Scanning the list of top box office earners for 2006 doesn’t give us a whole lot of Oscar bait; the top ten films are straight up popcorn fare (though the 2005 top ten wasn’t much different). Last years nominees just felt more fun, mostly because you couldn’t turn on the internets without getting a Brokeback joke in your face. But we also had Crash, Munich, Capote, Walk the Line and Cinderella Man. Big movies with big stars.
Looking at the Best Picture category this year give us Brad’s Babel, Leo’s Departed, Steve Carrell’s Sunshine, Eastwood’s Iwo Jima (they nominated the Japanese edition of his two-part epic!) and The Queen.
Plenty of big names there I guess, but as of today The Departed is the only one to break the $100mil mark, with $123 milion in box office receipts. The others aren’t even close. It seems like just yesterday they were handing out awards to mega movies like Forrest Gump, Titanic, Gladiator, American Beauty and Lord of the Rings.
I’ve always made a point to watch the Oscars, something that stems from a family ritual when I was a kid. I don’t like football. I hate American Idol. But I do like the Oscars. And part of the fun is rooting for films I enjoyed, or booing films I didn’t. I think most people who watch the Oscars feel the same way I do. People like their Oscar scorecards.
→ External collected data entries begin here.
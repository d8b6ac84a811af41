use std::path::PathBuf;

use serde::Serialize;
use tracing::{debug, info, instrument, warn};

use crate::freelance::etl::coerce::CoercionEngine;
use crate::freelance::etl::config::PipelineConfig;
use crate::freelance::etl::error::Result;
use crate::freelance::etl::io::store::{LoadSummary, Warehouse};
use crate::freelance::etl::io::{excel_read, parquet, staging};
use crate::freelance::etl::identity::DeduplicatePid;
use crate::freelance::etl::model::{RawDataset, WorkerRecord};
use crate::freelance::etl::normalize::{DropMissingUserId, Normalizer, Stage, StageSummary};
use crate::freelance::etl::partition::{Relation, Table, partition};
use crate::freelance::etl::schema::REQUIRED_INPUT_COLUMNS;
use crate::freelance::etl::validate;

/// Sheets and rows gathered by one extraction.
#[derive(Debug, Clone, Default, PartialEq, Eq, Serialize)]
pub struct ExtractSummary {
    pub sheets: usize,
    pub rows: usize,
}

/// Row counts around one transformation, per normalizer stage.
#[derive(Debug, Clone, Default, PartialEq, Eq, Serialize)]
pub struct TransformSummary {
    pub rows_in: usize,
    pub dropped_without_user_id: usize,
    pub dropped_duplicates: usize,
    /// Numeric cells left missing after numeric parsing.
    pub degraded_cells: usize,
    pub rows_out: usize,
    pub stages: Vec<StageSummary>,
}

impl TransformSummary {
    fn new(rows_in: usize, records: &[WorkerRecord], stages: Vec<StageSummary>) -> Self {
        let dropped_by = |name: &str| {
            stages
                .iter()
                .find(|summary| summary.stage == name)
                .map_or(0, |summary| summary.rows_before - summary.rows_after)
        };
        let degraded_cells = records
            .iter()
            .map(|record| {
                let floats = [
                    record.earnings_in_thousands,
                    record.job_success_perc,
                    record.price_per_hour,
                ];
                let integers = [record.total_hours, record.completed_jobs];
                floats.iter().filter(|value| value.is_none()).count()
                    + integers.iter().filter(|value| value.is_none()).count()
            })
            .sum();
        Self {
            rows_in,
            dropped_without_user_id: dropped_by(DropMissingUserId.name()),
            dropped_duplicates: dropped_by(DeduplicatePid.name()),
            degraded_cells,
            rows_out: records.len(),
            stages,
        }
    }
}

/// Reads every sheet of every source workbook into the staging artifact.
#[instrument(
    level = "info",
    skip_all,
    fields(sources = config.sources.len(), output = %config.staging_path().display())
)]
pub fn extract(config: &PipelineConfig) -> Result<ExtractSummary> {
    let mut combined = RawDataset::new(
        REQUIRED_INPUT_COLUMNS
            .iter()
            .map(|name| name.to_string())
            .collect(),
    );
    let mut summary = ExtractSummary::default();

    for source in &config.sources {
        for sheet in excel_read::read_sheets(source)? {
            let missing: Vec<&str> = REQUIRED_INPUT_COLUMNS
                .iter()
                .copied()
                .filter(|name| !sheet.dataset.has_column(name))
                .collect();
            if !missing.is_empty() {
                warn!(sheet = %sheet.sheet_name, ?missing, "sheet lacks input columns");
            }
            debug!(sheet = %sheet.sheet_name, rows = sheet.dataset.len(), "sheet extracted");
            summary.sheets += 1;
            combined.append(sheet.dataset.conform_to(&REQUIRED_INPUT_COLUMNS));
        }
    }

    summary.rows = combined.len();
    staging::write_staging(&config.staging_path(), &combined)?;
    info!(sheets = summary.sheets, rows = summary.rows, "staging artifact written");
    Ok(summary)
}

/// Post-extraction gate over the staging artifact.
#[instrument(level = "info", skip_all, fields(input = %config.staging_path().display()))]
pub fn validate_extraction(config: &PipelineConfig) -> Result<()> {
    validate::validate_extraction(&config.staging_path())?;
    info!("staging artifact passed validation");
    Ok(())
}

/// Normalizes, deduplicates, coerces and partitions the staging artifact,
/// then writes the relation snapshots and the transformed snapshot together.
#[instrument(level = "info", skip_all, fields(input = %config.staging_path().display()))]
pub fn transform(config: &PipelineConfig) -> Result<TransformSummary> {
    let dataset = staging::read_staging(&config.staging_path())?;
    let rows_in = dataset.len();
    info!(rows = rows_in, "read staging artifact");

    let (normalized, stages) = Normalizer::standard().run(dataset)?;
    let records = CoercionEngine.coerce(normalized)?;
    let outputs = partition(&records);

    let mut targets: Vec<(&Table, PathBuf)> = outputs
        .relations
        .iter()
        .map(|(relation, table)| (table, config.relation_path(*relation)))
        .collect();
    targets.push((&outputs.transformed, config.transformed_path()));
    parquet::write_tables(&targets)?;

    let summary = TransformSummary::new(rows_in, &records, stages);
    info!(
        rows_in,
        dropped_without_user_id = summary.dropped_without_user_id,
        dropped_duplicates = summary.dropped_duplicates,
        degraded_cells = summary.degraded_cells,
        rows_out = summary.rows_out,
        snapshots = targets.len(),
        "snapshots written"
    );
    Ok(summary)
}

/// Post-transformation gate over the transformed snapshot.
#[instrument(level = "info", skip_all, fields(input = %config.transformed_path().display()))]
pub fn validate_transformation(config: &PipelineConfig) -> Result<()> {
    validate::validate_transformation(&config.transformed_path())?;
    info!("transformed snapshot passed validation");
    Ok(())
}

/// Appends the four relation snapshots to the store in one transaction.
#[instrument(level = "info", skip_all, fields(database = %config.database.display()))]
pub fn load(config: &PipelineConfig) -> Result<LoadSummary> {
    let frames = Relation::ALL
        .iter()
        .map(|relation| Ok((*relation, parquet::read_frame(&config.relation_path(*relation))?)))
        .collect::<Result<Vec<_>>>()?;

    let mut warehouse = Warehouse::open(&config.database)?;
    let summary = warehouse.append(&frames)?;
    info!(relations = summary.rows.len(), "load committed");
    Ok(summary)
}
The Oscars have typically been a huge ratings draw, but that draw depends on an audience tuning in to root for their favorite team. With so many people using projection based home theater setups (like we do) or gigantic HDTVs, there’s little incentive to go to a theater to pay $25 for a movie and popcorn. And I LOVE seeing movies in a theater! Love it. But the alternative is much more affordable and much more convenient. As the theatrical and DVD window closes, waiting a few months makes a lot of sense.
One of the strategies of getting your film nominated (besides a killer marketing campaign) is releasing it to theaters just in time for nominations. That way it’s fresh in the heads of the nominators. The downside for the Oscar producers is that most people (like me) wait for the DVD, which means no one has seen any of the nominated films (like me). Ratings dip from lack of interest. Hollywood panics and blames interent piracy. Every DVD we rent or buy has an anti-piracy commercial that we can’t skip through, just so we can watch a movie that we paid for. The MPAA gets revenue hungry and starts suing people. There are fires in the streets.
When did I start ranting?










30 January, 2007 at 4:38 pm |
yeah, i haven’t been to the movies in forever, and i only watched the oscars for billy crystal (true story).
30 January, 2007 at 4:59 pm |
r.i.p. billy
31 January, 2007 at 3:13 pm |
does anybody know anyone who was in mr. saturday night? i have some questions.
5 February, 2007 at 12:53 pm |
I DO I DO
6 February, 2007 at 9:36 pm |
how do you think this netflix thing will affect bootleggers?